Four-component Domino Reaction Providing an Easy Access to Multifunctionalized Tricyclo[6.2.2.0^1,6]dodecane Derivatives

Abstract

A novel four-component domino reaction has been discovered. The reaction is easy to perform simply by mixing four common reactants and Cs₂CO₃ in ethylene glycol under microwave heating. The reaction proceeds at fast rates and can be finished within 15–24 min, which makes work-up convenient. Four stereogenic centers with one quaternary carbon-amino function have been controlled completely. The stereochemistry has been unequivocally determined by X-ray structural analysis. The resulting tricyclo[6.2.2.0^1,6]dodecane derivatives are of importance for organic and medicinal research.

Introduction

Efficient and elegant assembly of complex structures with multiple stereocenters has become an important topic in chemical sciences.^1–4 Multi-component domino reaction has thus emerged as a powerful tool for this purpose in which a series of chemical processes can be controlled in a one-pot operation; it can avoid time-consuming and costly syntheses, tedious work-up and purifications of precursors as well as protection/deprotection of functional groups.^5–6

In the past several years, we have been engaging in the development of multi-component domino reactions that can provide easy accesses to useful core structures of chemical and pharmaceutical interests.^7–8 Very recently, we discovered a new four-component domino reaction for the synthesis of multifunctionalized quinazoline derivatives.^7a The reaction is easy to perform simply by mixing readily available starting materials, aromatic aldehyde, cyclopentanone and cyanoacetamide with K₂CO₃ in ethylene glycol under microwave (MW) irradiation. This reaction is believed to undergo the tandem formations of two different Knoevenagel intermediates followed by C=C bond rearrangement, [4+2] cycloaddition, intramolecular Michael-type addition and carbonyl addition/elimination reactions.
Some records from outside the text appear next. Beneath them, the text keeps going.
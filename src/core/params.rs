//! Ordered query parameters and crumb-safe URL rendering.

use std::borrow::Cow;
use std::fmt;

use url::Url;

/// Query parameter under which the crumb is sent.
pub const CRUMB_PARAM: &str = "crumb";

const REDACTED: &str = "REDACTED";

/// A single query parameter value.
#[derive(Debug, Clone, PartialEq, Eq, Hash)]
pub enum QueryValue {
    /// A string value, sent as-is.
    Str(String),
    /// An integer value.
    Int(i64),
    /// A boolean value, sent as `true`/`false`.
    Bool(bool),
}

impl QueryValue {
    fn encode(&self) -> Cow<'_, str> {
        match self {
            Self::Str(s) => Cow::Borrowed(s),
            Self::Int(i) => Cow::Owned(i.to_string()),
            Self::Bool(b) => Cow::Borrowed(if *b { "true" } else { "false" }),
        }
    }
}

impl fmt::Display for QueryValue {
    fn fmt(&self, f: &mut fmt::Formatter<'_>) -> fmt::Result {
        f.write_str(&self.encode())
    }
}

impl From<&str> for QueryValue {
    fn from(v: &str) -> Self {
        Self::Str(v.to_string())
    }
}

impl From<String> for QueryValue {
    fn from(v: String) -> Self {
        Self::Str(v)
    }
}

impl From<i64> for QueryValue {
    fn from(v: i64) -> Self {
        Self::Int(v)
    }
}

impl From<i32> for QueryValue {
    fn from(v: i32) -> Self {
        Self::Int(i64::from(v))
    }
}

impl From<u32> for QueryValue {
    fn from(v: u32) -> Self {
        Self::Int(i64::from(v))
    }
}

impl From<bool> for QueryValue {
    fn from(v: bool) -> Self {
        Self::Bool(v)
    }
}

/// Insertion-ordered query parameters.
///
/// Setting a key that already exists replaces its value in place, so merging
/// a set of defaults with call-specific values keeps a stable order.
#[derive(Clone, Default, PartialEq, Eq)]
pub struct QueryParams {
    pairs: Vec<(String, QueryValue)>,
}

impl QueryParams {
    /// Empty parameter set.
    #[must_use]
    pub const fn new() -> Self {
        Self { pairs: Vec::new() }
    }

    /// Builder-style [`set`](Self::set).
    #[must_use]
    pub fn with(mut self, key: impl Into<String>, value: impl Into<QueryValue>) -> Self {
        self.set(key, value);
        self
    }

    /// Insert or replace `key`.
    pub fn set(&mut self, key: impl Into<String>, value: impl Into<QueryValue>) {
        let key = key.into();
        let value = value.into();
        match self.pairs.iter_mut().find(|(k, _)| *k == key) {
            Some((_, v)) => *v = value,
            None => self.pairs.push((key, value)),
        }
    }

    /// Merge `other` into `self`; values from `other` win.
    pub fn extend(&mut self, other: &Self) {
        for (k, v) in &other.pairs {
            self.set(k.clone(), v.clone());
        }
    }

    /// Value stored under `key`.
    #[must_use]
    pub fn get(&self, key: &str) -> Option<&QueryValue> {
        self.pairs.iter().find(|(k, _)| k == key).map(|(_, v)| v)
    }

    /// Remove `key`, returning its value.
    pub fn remove(&mut self, key: &str) -> Option<QueryValue> {
        let idx = self.pairs.iter().position(|(k, _)| k == key)?;
        Some(self.pairs.remove(idx).1)
    }

    /// Number of parameters.
    #[must_use]
    pub fn len(&self) -> usize {
        self.pairs.len()
    }

    /// Whether there are no parameters.
    #[must_use]
    pub fn is_empty(&self) -> bool {
        self.pairs.is_empty()
    }

    /// Iterate over `(key, value)` pairs in insertion order.
    pub fn iter(&self) -> impl Iterator<Item = (&str, &QueryValue)> {
        self.pairs.iter().map(|(k, v)| (k.as_str(), v))
    }

    /// `url` with these parameters appended to its query string.
    #[must_use]
    pub fn apply_to(&self, url: &Url) -> Url {
        self.render(url, |_, v| v.encode())
    }

    /// `url` with these parameters appended, the crumb value replaced by
    /// `REDACTED`. Use this for anything that ends up in logs or errors.
    #[must_use]
    pub fn redacted_url(&self, url: &Url) -> String {
        self.render(url, |k, v| {
            if k == CRUMB_PARAM {
                Cow::Borrowed(REDACTED)
            } else {
                v.encode()
            }
        })
        .to_string()
    }

    /// Encoded form without the crumb, used as part of cache keys.
    pub(crate) fn cache_fragment(&self) -> String {
        let mut ser = url::form_urlencoded::Serializer::new(String::new());
        for (k, v) in self.pairs.iter().filter(|(k, _)| k != CRUMB_PARAM) {
            ser.append_pair(k, &v.encode());
        }
        ser.finish()
    }

    fn render<'a>(
        &'a self,
        url: &Url,
        value: impl Fn(&str, &'a QueryValue) -> Cow<'a, str>,
    ) -> Url {
        let mut out = url.clone();
        if !self.pairs.is_empty() {
            let mut qp = out.query_pairs_mut();
            for (k, v) in &self.pairs {
                qp.append_pair(k, &value(k.as_str(), v));
            }
        }
        out
    }
}

impl fmt::Debug for QueryParams {
    fn fmt(&self, f: &mut fmt::Formatter<'_>) -> fmt::Result {
        let mut map = f.debug_map();
        for (k, v) in &self.pairs {
            if k == CRUMB_PARAM {
                map.entry(k, &REDACTED);
            } else {
                map.entry(k, v);
            }
        }
        map.finish()
    }
}

impl<K, V> FromIterator<(K, V)> for QueryParams
where
    K: Into<String>,
    V: Into<QueryValue>,
{
    fn from_iter<I: IntoIterator<Item = (K, V)>>(iter: I) -> Self {
        let mut params = Self::new();
        for (k, v) in iter {
            params.set(k, v);
        }
        params
    }
}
During continuing this project, we found that when aromatic aldehydes employed in our previous system were replaced by their aliphatic counterparts, the quinazoline derivatives were not generated. Instead, the reaction occurred to another direction to form multi-functionalized tricyclo[6.2.2.0^1,6]dodecanes that belong to another family of important scaffolds for organic synthesis and drug design in pharmaceutical sciences.⁹ In this communication, we would like to disclose the discovery of this novel four-component domino reaction (Scheme 1).

Scheme 1.

The four-component domino reaction

Results and Discussion

We started this study by subjecting iso-butyraldehyde and cycloketones 2a to the reactions with cyanoacetamide 3 in the presence of K₂CO₃ under microwave (MW) irradiation (Scheme 2).^7a As described in our previous communication, the original reaction worked best in ethylene glycol at 120 °C. However, in the current aliphatic aldehyde-based system, the product 4a was only obtained in a yield of 42%. We then decreased the temperature to 80 °C and found the yield can be enhanced to 51% (a similar yield was obtained at 100 °C). Pleasingly, when we utilized one equiv. of Cs₂CO₃ to replace K₂CO₃ as the base additive at this temperature, the yield can be further increased to 73% (Table 1, entry 3).

Scheme 2.

The four-component domino reaction of 1 with 2a and 3

Table 1.

Optimization of reaction conditions

Entry	Base	T / °C	Time / min	Yield /%a
1	K2CO3	120	20	47
2	K2CO3	80	16	51
3	Cs2CO3	80	15	73

^aIsolated yield

Under the above optimized conditions, the substrate scope of this reaction was examined by using readily available starting materials. As revealed in Table 1, a range of aliphatic aldehydes are suitable for reacting with various cyclic cycloketones 2 and cyanoacetamide 3 under microwave heating. In addition, the scope of cycloketones 2 was also proven to be remarkable, which include normal cycloketones (2a and 2b) and heteroatom (O, S, and N)-attached cycloketones, such as tetrahydropyran-4-one 2c, tetrahydrothiopyran-4-one 2d, N-t-Boc and N-Bn-piperidin-4-one 2e–f. Particularly, the N-t-Boc-amino cycloketone substrate (2d) led to cycloamino products 4l–4o in which N-t-Boc functionality was found to be stable under microwave irradiation at 80 °C.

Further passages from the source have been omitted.